To provide a geometric mean tensile strength gradient, a debonder can be sprayed onto the web during the manufacture of the parent roll core region material, for example. It could be advantageous to reduce the tensile strength in the core region of the roll because in some cases, calendering of the sheet from the core region of the parent roll is reduced (for caliper maintenance) and hence the tensile strength reduction as a result of calendering is also reduced. By lowering the tensile strength of the sheet in the core region, the sheet tensile strength for the calendered sheet can ultimately be made to be more uniform. Spraying debonder can be easily controlled, not only in terms of on-off, but also in terms of varying the add-on level to provide more precise control to meet the particular conditions.

As used herein, “geometric mean tensile strength” is the square root of the product of the machine direction tensile strength multiplied by the cross-machine direction tensile strength. The machine direction tensile strength is the peak load per 3 inches of sample width when a sample is pulled to rupture in the machine direction. Similarly, the cross-machine direction (CD) tensile strength is the peak load per 3 inches of sample width when a sample is pulled to rupture in the cross-machine direction. The procedure for measuring geometric mean tensile strength is as follows.

Samples for tensile strength testing are prepared by cutting a 3 inches (76.2 mm) wide by 5 inches (127 mm) long strip in either the machine direction (MD) or cross-machine direction (CD) orientation using a JDC Precision Sample Cutter (Thwing-Albert Instrument Company, Philadelphia, Pa., Model No. JDC 3-10, Serial No. 37333). The instrument used for measuring tensile strengths is an MTS Systems Sintech 11S, Serial No. 6233. The data acquisition software is MTS TestWorks® for Windows Ver. 3.10 (MTS Systems Corp., Research Triangle Park, N.C.). The load cell is selected from either a 50 Newton or 100 Newton maximum, depending on the strength of the sample being tested, such that the majority of peak load values fall between 10-90% of the load cell's full scale value. The gauge length between jaws is 4+/−0.04 inches (101.6+/−1 mm). The jaws are operated using pneumatic-action and are rubber coated. The minimum grip face width is 3 inches (76.2 mm), and the approximate height of a jaw is 0.5 inches (12.7 mm). The crosshead speed is 10+/−0.4 inches/min (254+/−1 mm/min), and the break sensitivity is set at 65%. The sample is placed in the jaws of the instrument, centered both vertically and horizontally. The test is then started and ends when the specimen breaks. The peak load is recorded as either the “MD tensile strength” or the “CD tensile strength” of the specimen depending on direction of the sample being tested. At least six (6) representative specimens are tested for each product or sheet, taken “as is”, and the arithmetic average of all individual specimen tests is either the MD or CD tensile strength for the product or sheet.

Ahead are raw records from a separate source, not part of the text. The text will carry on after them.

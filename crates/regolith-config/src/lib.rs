//! Configuration system for the Regolith terrain viewer.
//!
//! Settings persist to disk as a RON file in the platform configuration
//! directory. Command-line flags parsed with clap override the file, and a
//! reload check reports when the file changed underneath a running viewer.

mod cli;
mod config;
mod error;

pub use cli::CliArgs;
pub use config::{
    CameraConfig, Config, DebugConfig, PlanetConfig, ProjectionSetting, ServerConfig,
    StreamingConfig, default_config_dir,
};
pub use error::ConfigError;
use regolith_elevation::FetchError;

/// Errors produced while turning an elevation window into a mesh.
#[derive(Debug, thiserror::Error)]
pub enum GridError {
    /// The window is empty or not aligned to its stride.
    #[error("grid window {width}x{height} is not a positive multiple of stride {stride}")]
    InvalidWindow { width: u32, height: u32, stride: u32 },

    /// The sample buffer does not match the window dimensions.
    #[error("expected {expected} elevation samples, got {actual}")]
    MalformedGrid { expected: usize, actual: usize },

    /// The single fetch for this window failed.
    #[error(transparent)]
    Fetch(#[from] FetchError),
}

In the interests of brevity and conciseness, any ranges of values set forth in this specification are to be construed as written description support for claims reciting any sub-ranges having endpoints which are whole number values within the specified range in question. By way of a hypothetical illustrative example, a disclosure in this specification of a range of from 1 to 5 shall be considered to support claims to any of the following sub-ranges: 1-4; 1-3; 1-2; 2-5; 2-4; 2-3; 3-5; 3-4; and 4-5.

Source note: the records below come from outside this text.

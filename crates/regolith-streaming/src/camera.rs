//! Perspective camera in rendering space.

use glam::{Mat4, Quat, Vec3};

/// A perspective camera. Positions are in rendering units.
#[derive(Debug, Clone, PartialEq)]
pub struct Camera {
    pub position: Vec3,
    /// Rotation as a unit quaternion.
    pub rotation: Quat,
    /// Vertical field of view in radians.
    pub fov_y: f32,
    /// Width / height.
    pub aspect_ratio: f32,
    /// Near clip plane distance (always positive).
    pub near: f32,
    /// Far clip plane distance (always positive, > near).
    pub far: f32,
}

impl Camera {
    /// Place a camera at `eye` looking towards `target`.
    pub fn looking_at(eye: Vec3, target: Vec3, up: Vec3) -> Self {
        let mut camera = Self {
            position: eye,
            ..Self::default()
        };
        camera.look_at(target, up);
        camera
    }

    /// Rotate in place to face `target`.
    pub fn look_at(&mut self, target: Vec3, up: Vec3) {
        let world = Mat4::look_at_rh(self.position, target, up).inverse();
        let (_, rotation, _) = world.to_scale_rotation_translation();
        self.rotation = rotation.normalize();
    }

    /// Compute the view matrix (inverse of camera transform).
    pub fn view_matrix(&self) -> Mat4 {
        (Mat4::from_translation(self.position) * Mat4::from_quat(self.rotation)).inverse()
    }

    /// Right-handed perspective with depth mapped to `[0, 1]`.
    pub fn projection_matrix(&self) -> Mat4 {
        Mat4::perspective_rh(self.fov_y, self.aspect_ratio, self.near, self.far)
    }

    pub fn view_projection_matrix(&self) -> Mat4 {
        self.projection_matrix() * self.view_matrix()
    }

    /// The forward direction vector (-Z in camera space).
    pub fn forward(&self) -> Vec3 {
        self.rotation * Vec3::NEG_Z
    }

    /// The up direction vector (+Y in camera space).
    pub fn up(&self) -> Vec3 {
        self.rotation * Vec3::Y
    }

    pub fn set_aspect_ratio(&mut self, width: f32, height: f32) {
        self.aspect_ratio = width / height;
    }
}

impl Default for Camera {
    fn default() -> Self {
        Self {
            position: Vec3::ZERO,
            rotation: Quat::IDENTITY,
            fov_y: 75f32.to_radians(),
            aspect_ratio: 16.0 / 9.0,
            near: 0.1,
            far: 5000.0,
        }
    }
}

#[cfg(test)]
mod tests {
    use super::*;

    #[test]
    fn test_identity_camera_looks_down_neg_z() {
        let forward = Camera::default().forward();
        assert!((forward - Vec3::NEG_Z).length() < 1e-6);
    }

    #[test]
    fn test_looking_at_faces_target() {
        let camera = Camera::looking_at(Vec3::new(40.0, 0.0, 0.0), Vec3::ZERO, Vec3::Z);
        assert!((camera.forward() - Vec3::NEG_X).length() < 1e-5);
        assert!((camera.up() - Vec3::Z).length() < 1e-5);
    }

    #[test]
    fn test_view_matrix_inverse_is_camera_transform() {
        let camera = Camera::looking_at(Vec3::new(10.0, 20.0, 30.0), Vec3::ZERO, Vec3::Y);
        let reconstructed = camera.view_matrix().inverse().col(3).truncate();
        assert!((reconstructed - camera.position).length() < 1e-4);
    }

    #[test]
    fn test_standard_depth_range() {
        let camera = Camera {
            near: 1.0,
            far: 100.0,
            ..Camera::default()
        };
        let vp = camera.view_projection_matrix();
        let near = vp * glam::Vec4::new(0.0, 0.0, -1.0, 1.0);
        let far = vp * glam::Vec4::new(0.0, 0.0, -100.0, 1.0);
        assert!((near.z / near.w).abs() < 1e-5);
        assert!((far.z / far.w - 1.0).abs() < 1e-5);
    }

    #[test]
    fn test_aspect_ratio() {
        let mut camera = Camera::default();
        camera.set_aspect_ratio(1920.0, 1080.0);
        assert!((camera.aspect_ratio - 16.0 / 9.0).abs() < 1e-6);
    }
}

BRIEF DESCRIPTION OF THE DRAWINGS

FIG. 1 is a schematic process diagram of a suitable tissue manufacturing process, illustrating the production of a parent roll.

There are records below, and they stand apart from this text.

//! Elevation grid to triangle mesh.
//!
//! A window of strided raster samples becomes a regular grid of vertices,
//! each projected into rendering space. Samples equal to [`NO_DATA`] are
//! holes: the triangles touching them are bridged to the next valid sample of
//! the same row where possible, and the hole vertices are then compacted out.

use glam::{DVec3, Vec3};
use regolith_elevation::{ElevationRequest, ElevationSource, NO_DATA};
use regolith_geo::{PlanetProfile, Projection};

use crate::{GridError, IndexBuffer, TerrainMesh};

/// A strided rectangle of raster pixels.
#[derive(Clone, Copy, Debug, PartialEq, Eq, Hash)]
pub struct GridWindow {
    /// First pixel column.
    pub x: u32,
    /// First pixel row.
    pub z: u32,
    pub width: u32,
    pub height: u32,
    pub stride: u32,
}

impl GridWindow {
    pub fn new(x: u32, z: u32, width: u32, height: u32, stride: u32) -> Self {
        Self {
            x,
            z,
            width,
            height,
            stride,
        }
    }

    /// Vertices per row.
    pub fn columns(&self) -> usize {
        (self.width / self.stride.max(1)) as usize
    }

    /// Vertex rows.
    pub fn rows(&self) -> usize {
        (self.height / self.stride.max(1)) as usize
    }

    pub fn sample_count(&self) -> usize {
        self.columns() * self.rows()
    }

    /// Check that width and height are positive multiples of the stride.
    pub fn validate(&self) -> Result<(), GridError> {
        let aligned = self.stride > 0
            && self.width > 0
            && self.height > 0
            && self.width % self.stride == 0
            && self.height % self.stride == 0;
        if aligned {
            Ok(())
        } else {
            Err(GridError::InvalidWindow {
                width: self.width,
                height: self.height,
                stride: self.stride,
            })
        }
    }

    /// The elevation request covering this window.
    pub fn request(&self, dataset: &str) -> ElevationRequest {
        ElevationRequest {
            dataset: dataset.to_string(),
            x: self.x,
            z: self.z,
            width: self.width,
            height: self.height,
            stride: self.stride,
        }
    }
}

/// Builds terrain meshes and chunk proxies for one planet under one projection.
#[derive(Clone, Debug)]
pub struct ElevationGridBuilder {
    profile: PlanetProfile,
    projection: Projection,
}

impl ElevationGridBuilder {
    pub fn new(profile: PlanetProfile, projection: Projection) -> Self {
        Self {
            profile,
            projection,
        }
    }

    pub fn profile(&self) -> &PlanetProfile {
        &self.profile
    }

    pub fn projection(&self) -> Projection {
        self.projection
    }

    /// Fetch the window from `source` (one request, no retry) and mesh it.
    pub fn build_grid(
        &self,
        source: &dyn ElevationSource,
        window: &GridWindow,
    ) -> Result<TerrainMesh, GridError> {
        window.validate()?;
        let samples = source.fetch(&window.request(&self.profile.dataset))?;
        self.build_from_samples(window, &samples)
    }

    /// Mesh an already fetched, row-major sample grid.
    pub fn build_from_samples(
        &self,
        window: &GridWindow,
        samples: &[i16],
    ) -> Result<TerrainMesh, GridError> {
        window.validate()?;
        let expected = window.sample_count();
        if samples.len() != expected {
            return Err(GridError::MalformedGrid {
                expected,
                actual: samples.len(),
            });
        }

        let columns = window.columns();
        let rows = window.rows();

        // Vertex pass.
        let mut positions = Vec::with_capacity(expected);
        for row in 0..rows {
            for col in 0..columns {
                let elevation = samples[row * columns + col];
                let px = window.x as f64 + (col as u32 * window.stride) as f64;
                let pz = window.z as f64 + (row as u32 * window.stride) as f64;
                positions.push(self.vertex(px, f64::from(elevation), pz).to_array());
            }
        }

        // Index pass.
        let valid = |i: usize| samples[i] != NO_DATA;
        // Bridging only looks further along the row; a sentinel with nothing
        // valid to its right (e.g. in the last column) drops the triangle.
        let resolve = |col: usize, row: usize| -> Option<u32> {
            let start = row * columns;
            (col..columns)
                .map(|c| start + c)
                .find(|&i| valid(i))
                .map(|i| i as u32)
        };
        let mut indices: Vec<u32> = Vec::with_capacity((columns.saturating_sub(1)) * (rows.saturating_sub(1)) * 6);
        for row in 0..rows.saturating_sub(1) {
            for col in 0..columns.saturating_sub(1) {
                let tl = resolve(col, row);
                let tr = resolve(col + 1, row);
                let bl = resolve(col, row + 1);
                let br = resolve(col + 1, row + 1);
                for triangle in [[tl, bl, tr], [tr, bl, br]] {
                    if let [Some(a), Some(b), Some(c)] = triangle
                        && a != b
                        && b != c
                        && a != c
                    {
                        indices.extend_from_slice(&[a, b, c]);
                    }
                }
            }
        }

        // Compaction pass.
        let mut remap = vec![u32::MAX; positions.len()];
        let mut compacted = Vec::with_capacity(positions.len());
        for (i, position) in positions.into_iter().enumerate() {
            if valid(i) {
                remap[i] = compacted.len() as u32;
                compacted.push(position);
            }
        }
        for index in &mut indices {
            *index = remap[*index as usize];
        }

        tracing::trace!(
            x = window.x,
            z = window.z,
            stride = window.stride,
            vertices = compacted.len(),
            triangles = indices.len() / 3,
            "built terrain grid"
        );

        let vertex_count = compacted.len();
        Ok(TerrainMesh {
            positions: compacted,
            indices: IndexBuffer::for_vertex_count(indices, vertex_count),
        })
    }

    /// Low-poly stand-in for a chunk: its four footprint corners at zero
    /// elevation, as two triangles.
    pub fn build_chunk_bound_proxy(&self, chunk_x: u32, chunk_z: u32) -> TerrainMesh {
        let size = f64::from(self.profile.chunk_size_pixels);
        let x0 = f64::from(chunk_x) * size;
        let z0 = f64::from(chunk_z) * size;
        let corners = [(x0, z0), (x0 + size, z0), (x0, z0 + size), (x0 + size, z0 + size)];
        TerrainMesh {
            positions: corners
                .iter()
                .map(|&(px, pz)| self.vertex(px, 0.0, pz).to_array())
                .collect(),
            // TL=0 TR=1 BL=2 BR=3, same winding as the grid.
            indices: IndexBuffer::U16(vec![0, 2, 1, 1, 2, 3]),
        }
    }

    /// Projected center of a chunk's footprint at zero elevation.
    pub fn midpoint(&self, chunk_x: u32, chunk_z: u32) -> Vec3 {
        let size = f64::from(self.profile.chunk_size_pixels);
        self.vertex(
            (f64::from(chunk_x) + 0.5) * size,
            0.0,
            (f64::from(chunk_z) + 0.5) * size,
        )
    }

    /// Place raster pixel `(px, pz)` at `elevation` meters in rendering space.
    fn vertex(&self, px: f64, elevation: f64, pz: f64) -> Vec3 {
        let mpp = self.profile.meters_per_pixel;
        let planar = DVec3::new(px * mpp, elevation, pz * mpp);
        let projected = self.projection.project(planar, self.profile.radius_meters);
        (projected / self.profile.meters_per_render_unit).as_vec3()
    }
}

#[cfg(test)]
mod tests {
    use std::sync::atomic::{AtomicUsize, Ordering};

    use regolith_elevation::{FetchError, RasterElevationSource};

    use super::*;

    const S: i16 = NO_DATA;

    fn flat_builder() -> ElevationGridBuilder {
        ElevationGridBuilder::new(PlanetProfile::mars(), Projection::Flat)
    }

    /// Up-facing when `(b - a) × (c - a)` points along +Y on a flat grid.
    fn winding_y(t: [Vec3; 3]) -> f32 {
        (t[1] - t[0]).cross(t[2] - t[0]).y
    }

    struct CountingSource {
        inner: RasterElevationSource,
        calls: AtomicUsize,
    }

    impl ElevationSource for CountingSource {
        fn fetch(&self, request: &ElevationRequest) -> Result<Vec<i16>, FetchError> {
            self.calls.fetch_add(1, Ordering::SeqCst);
            self.inner.fetch(request)
        }
    }

    struct FailingSource;

    impl ElevationSource for FailingSource {
        fn fetch(&self, _: &ElevationRequest) -> Result<Vec<i16>, FetchError> {
            Err(FetchError::Unavailable("offline".into()))
        }
    }

    #[test]
    fn test_full_grid_triangle_count() {
        let builder = flat_builder();
        for (w, h) in [(2usize, 2usize), (5, 3), (7, 7)] {
            let window = GridWindow::new(0, 0, w as u32 * 16, h as u32 * 16, 16);
            let samples = vec![100; w * h];
            let mesh = builder.build_from_samples(&window, &samples).unwrap();
            assert_eq!(mesh.vertex_count(), w * h);
            assert_eq!(mesh.triangle_count(), 2 * (w - 1) * (h - 1));
            assert!(mesh.indices_in_range());
        }
    }

    #[test]
    fn test_build_grid_fetches_once_and_scales_elevation() {
        let source = CountingSource {
            inner: RasterElevationSource::from_fn(256, 256, |x, z| ((x + z) * 10) as i16),
            calls: AtomicUsize::new(0),
        };
        let builder = flat_builder();
        let window = GridWindow::new(0, 0, 128, 128, 32);
        let mesh = builder.build_grid(&source, &window).unwrap();

        assert_eq!(source.calls.load(Ordering::SeqCst), 1);
        assert_eq!(mesh.vertex_count(), 16);
        assert_eq!(mesh.triangle_count(), 18);

        let mpp = PlanetProfile::mars().meters_per_pixel as f32;
        for row in 0..4u32 {
            for col in 0..4u32 {
                let p = mesh.position(row * 4 + col);
                let elevation = ((col * 32 + row * 32) * 10) as f32;
                assert!((p.y - elevation / 10_000.0).abs() < 1e-6);
                assert!((p.x - (col * 32) as f32 * mpp / 10_000.0).abs() < 1e-4);
                assert!((p.z - (row * 32) as f32 * mpp / 10_000.0).abs() < 1e-4);
            }
        }
    }

    #[test]
    fn test_flat_grid_winding_faces_up() {
        let window = GridWindow::new(0, 0, 64, 48, 16);
        let mesh = flat_builder()
            .build_from_samples(&window, &[0; 12])
            .unwrap();
        assert!(mesh.triangles().all(|t| winding_y(t) > 0.0));
    }

    #[test]
    fn test_sentinels_are_compacted_out() {
        #[rustfmt::skip]
        let samples = [
            10, S,  12, 13,
            S,  21, 22, S,
            30, 31, S,  33,
        ];
        let window = GridWindow::new(0, 0, 64, 48, 16);
        let mesh = flat_builder().build_from_samples(&window, &samples).unwrap();

        assert_eq!(mesh.vertex_count(), 8);
        assert!(mesh.indices_in_range());
        assert!(mesh.triangle_count() > 0);
        for p in &mesh.positions {
            assert!(p[1] > 0.0, "sentinel vertex leaked: {p:?}");
        }
        for t in mesh.triangles() {
            assert!(t[0] != t[1] && t[1] != t[2] && t[0] != t[2]);
            assert!(winding_y(t) > 0.0);
        }
    }

    #[test]
    fn test_ragged_row_start_is_bridged() {
        #[rustfmt::skip]
        let samples = [
            1, 1, 1, 1,
            S, S, S, 1,
        ];
        let window = GridWindow::new(0, 0, 64, 32, 16);
        let mesh = flat_builder().build_from_samples(&window, &samples).unwrap();
        // Fan from the single valid bottom vertex to every top edge.
        assert_eq!(mesh.vertex_count(), 5);
        assert_eq!(mesh.triangle_count(), 3);
        assert!(mesh.triangles().all(|t| winding_y(t) > 0.0));
    }

    #[test]
    fn test_last_column_sentinel_drops_its_triangles() {
        #[rustfmt::skip]
        let samples = [
            1, 1, S,
            1, 1, 1,
        ];
        let window = GridWindow::new(0, 0, 48, 32, 16);
        let mesh = flat_builder().build_from_samples(&window, &samples).unwrap();
        // Nothing to the right of the sentinel, so only the left quad remains.
        assert_eq!(mesh.vertex_count(), 5);
        assert_eq!(mesh.triangle_count(), 2);
        assert!(mesh.indices_in_range());
    }

    #[test]
    fn test_all_sentinel_window_is_empty() {
        let window = GridWindow::new(0, 0, 64, 64, 16);
        let mesh = flat_builder().build_from_samples(&window, &[S; 16]).unwrap();
        assert!(mesh.is_empty());
        assert_eq!(mesh.vertex_count(), 0);
    }

    #[test]
    fn test_malformed_sample_count() {
        let window = GridWindow::new(0, 0, 64, 64, 16);
        let err = flat_builder().build_from_samples(&window, &[0; 15]).unwrap_err();
        assert!(matches!(
            err,
            GridError::MalformedGrid {
                expected: 16,
                actual: 15
            }
        ));
    }

    #[test]
    fn test_invalid_window() {
        let window = GridWindow::new(0, 0, 100, 64, 16);
        let err = flat_builder().build_grid(&FailingSource, &window).unwrap_err();
        assert!(matches!(err, GridError::InvalidWindow { .. }));
    }

    #[test]
    fn test_fetch_failure_yields_no_mesh() {
        let window = GridWindow::new(0, 0, 64, 64, 16);
        let err = flat_builder().build_grid(&FailingSource, &window).unwrap_err();
        assert!(matches!(err, GridError::Fetch(FetchError::Unavailable(_))));
    }

    #[test]
    fn test_bound_proxy_lies_on_sphere() {
        let builder = ElevationGridBuilder::new(PlanetProfile::mars(), Projection::Spherical);
        let proxy = builder.build_chunk_bound_proxy(3, 2);
        assert_eq!(proxy.vertex_count(), 4);
        assert_eq!(proxy.triangle_count(), 2);
        let radius = PlanetProfile::mars().radius_render_units() as f32;
        for p in &proxy.positions {
            assert!((Vec3::from_array(*p).length() - radius).abs() < 1e-3);
        }
        assert!((builder.midpoint(3, 2).length() - radius).abs() < 1e-3);
    }

    #[test]
    fn test_flat_proxy_and_midpoint() {
        let builder = flat_builder();
        let proxy = builder.build_chunk_bound_proxy(1, 0);
        let chunk = PlanetProfile::mars().meters_per_chunk() as f32 / 10_000.0;
        let (min, max) = proxy.bounds().unwrap();
        assert!((min.x - chunk).abs() < 1e-3 && (max.x - 2.0 * chunk).abs() < 1e-3);
        assert!(min.z.abs() < 1e-6 && (max.z - chunk).abs() < 1e-3);
        let mid = builder.midpoint(1, 0);
        assert!((mid.x - 1.5 * chunk).abs() < 1e-3);
        assert!(proxy.triangles().all(|t| winding_y(t) > 0.0));
    }
}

FIG. 2 is a cross-section of a parent roll, illustrating the core region and the outer region.

FIG. 3 is a series of schematic illustrations of intrinsic property gradients, shown as a function of parent roll diameter position, in accordance with this invention.

FIG. 4 is a plot of the measured moisture content on a small parent roll with moisture transitioning from low to high (from about 0.5 to about 2 percent) at approximately 40 inches in diameter as described in Example 3.

FIG. 5 is a plot of predicted post-storage parent roll sheet caliper as a function of parent roll diameter position for constant sheet moisture values of 0.5 percent and 2 percent and, for comparison, a sheet moisture value transitioning from 0.5 to 2 percent (this invention).

FIG. 6 is a plot of the caliper loss as a function of moisture content for the calendered basesheet of Examples 4-6.

FIG. 7 is a plot of predicted post-calendering caliper, using a calendering pressure of 45 pounds per linear inch (pli), for the basesheets described in FIG. 5.

FIG. 8 is a plot of predicted post-calendering sheet caliper as a function of parent roll diameter position for constant sheet moisture values of 1 percent and 2 percent and, for comparison, a sheet moisture value transitioning from 1 to 2 percent (this invention).

DETAILED DESCRIPTION OF THE DRAWINGS

FIG. 1 is a schematic illustration of a suitable process for making parent rolls in accordance of this invention as illustrated in U.S. Pat. No. 5,672,248 to Wendt et al., which is hereby incorporated by reference. While any tissue making process can be used to make parent rolls in accordance with this invention, throughdrying processes are particularly suitable because they produce relatively high bulk tissue sheets that can benefit from purposely induced variations in sheet moisture and sheet caliper, for example. Shown is a twin wire former having a layered papermaking headbox 10 which injects or deposits a stream 11 of an aqueous suspension of papermaking fibers onto the forming fabric 12. The web is then transferred to fabric 13, which serves to support and carry the newly-formed wet web downstream in the process as the web is partially dewatered to a consistency of about 10 dry weight percent. Additional dewatering of the wet web can be carried out, such as by vacuum suction, while the wet web is supported by the forming fabric.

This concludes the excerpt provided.